Perhaps the biggest debate is what to do with the scar tissue that forms at the spinal cord injury. Some doctors argue that it must be removed surgically or chemically, while others believe it can be bypassed.
The Spinal Cord Society, a national group based in Fergus Falls, Minn., has been funding research using medication to clean out the scar tissue, then a stem-cell transplant to repair spinal cord damage, and then electrical stimulation to get paralyzed limbs moving. The treatment has proven successful in mice, said Dr. Eric Holmberg, a chemistry professor at the University of Alaska-Anchorage, who is in charge of the research.
“The brain and the spinal cord and the muscles have this sort of use-it-or-lose-it mentality,” Holmberg said. “If you don’t move your hand for five years, and then you try to move your hand, your brain is not going to know how to do it.”
Holmberg, Goldish and Sandin all warned of experimental treatments offered abroad. Goldish said there are foreign doctors who will surgically remove scar tissue and then perform stem-cell transplants. He has seen some patients at the Veterans Med Center who lost mobility after that surgery. “Are you willing to risk giving up that function?” Goldish said.
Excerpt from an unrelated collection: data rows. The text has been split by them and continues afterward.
//! Domain error model.

use rust_decimal::Decimal;
use thiserror::Error;

/// Result type used across the domain layer.
pub type DomainResult<T> = Result<T, DomainError>;

/// Domain-level error.
///
/// Keep this focused on deterministic, business/domain failures (validation,
/// state, quantity bounds, conflicts). Infrastructure concerns belong elsewhere.
#[derive(Debug, Error, Clone, PartialEq, Eq)]
pub enum DomainError {
    /// A value failed validation (e.g. malformed input).
    #[error("validation failed: {0}")]
    Validation(String),

    /// The operation is not accepted from the aggregate's current status.
    #[error("invalid state: {0}")]
    InvalidState(String),

    /// The operation is structurally not allowed (e.g. dependent records exist).
    #[error("invalid operation: {0}")]
    InvalidOperation(String),

    /// A quantity would break a ledger bound.
    #[error("quantity exceeded: {context} (requested: {requested}, available: {available})")]
    QuantityExceeded {
        context: String,
        requested: Decimal,
        available: Decimal,
    },

    /// An identifier was invalid (e.g. parse failure).
    #[error("invalid identifier: {0}")]
    InvalidId(String),

    /// A requested resource was not found (domain-level).
    #[error("not found: {0}")]
    NotFound(String),

    /// The target already exists (e.g. a second create on one stream). Not retryable.
    #[error("conflict: {0}")]
    Conflict(String),

    /// Internal state disagrees with itself. Never a business condition.
    #[error("invariant violated: {0}")]
    InvariantViolation(String),
}

impl DomainError {
    pub fn validation(msg: impl Into<String>) -> Self {
        Self::Validation(msg.into())
    }

    pub fn invalid_state(msg: impl Into<String>) -> Self {
        Self::InvalidState(msg.into())
    }

    pub fn invalid_operation(msg: impl Into<String>) -> Self {
        Self::InvalidOperation(msg.into())
    }

    pub fn quantity_exceeded(
        context: impl Into<String>,
        requested: Decimal,
        available: Decimal,
    ) -> Self {
        Self::QuantityExceeded {
            context: context.into(),
            requested,
            available,
        }
    }

    pub fn invalid_id(msg: impl Into<String>) -> Self {
        Self::InvalidId(msg.into())
    }

    pub fn not_found(what: impl Into<String>) -> Self {
        Self::NotFound(what.into())
    }

    pub fn conflict(msg: impl Into<String>) -> Self {
        Self::Conflict(msg.into())
    }

    pub fn invariant(msg: impl Into<String>) -> Self {
        Self::InvariantViolation(msg.into())
    }

    /// Defensive-check failures signal a bug, not a rejected command.
    pub fn is_fatal(&self) -> bool {
        matches!(self, Self::InvariantViolation(_))
    }
}

#[cfg(test)]
mod tests {
    use super::*;

    #[test]
    fn quantity_exceeded_message_carries_offending_quantities() {
        let err = DomainError::quantity_exceeded(
            "allocation exceeds remaining requirement",
            Decimal::from(4),
            Decimal::from(3),
        );
        let msg = err.to_string();
        assert!(msg.contains("requested: 4"));
        assert!(msg.contains("available: 3"));
        assert!(!err.is_fatal());
    }

    #[test]
    fn only_invariant_violations_are_fatal() {
        assert!(DomainError::invariant("allocated total drifted").is_fatal());
        assert!(!DomainError::invalid_state("cancelled").is_fatal());
        assert!(!DomainError::conflict("stale").is_fatal());
    }
}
Loney prays daily for a cure, but isn’t waiting for one. Like Fink, he already has exceeded a doctor’s early prognosis — in his case that he would need a ventilator to breath for the rest of his life. He is completing a business degree at Gustavus Adolphus College and starting a clothing business, Live Life, that will sell inspirational apparel.
But if a cure comes along, Loney plans to be ready.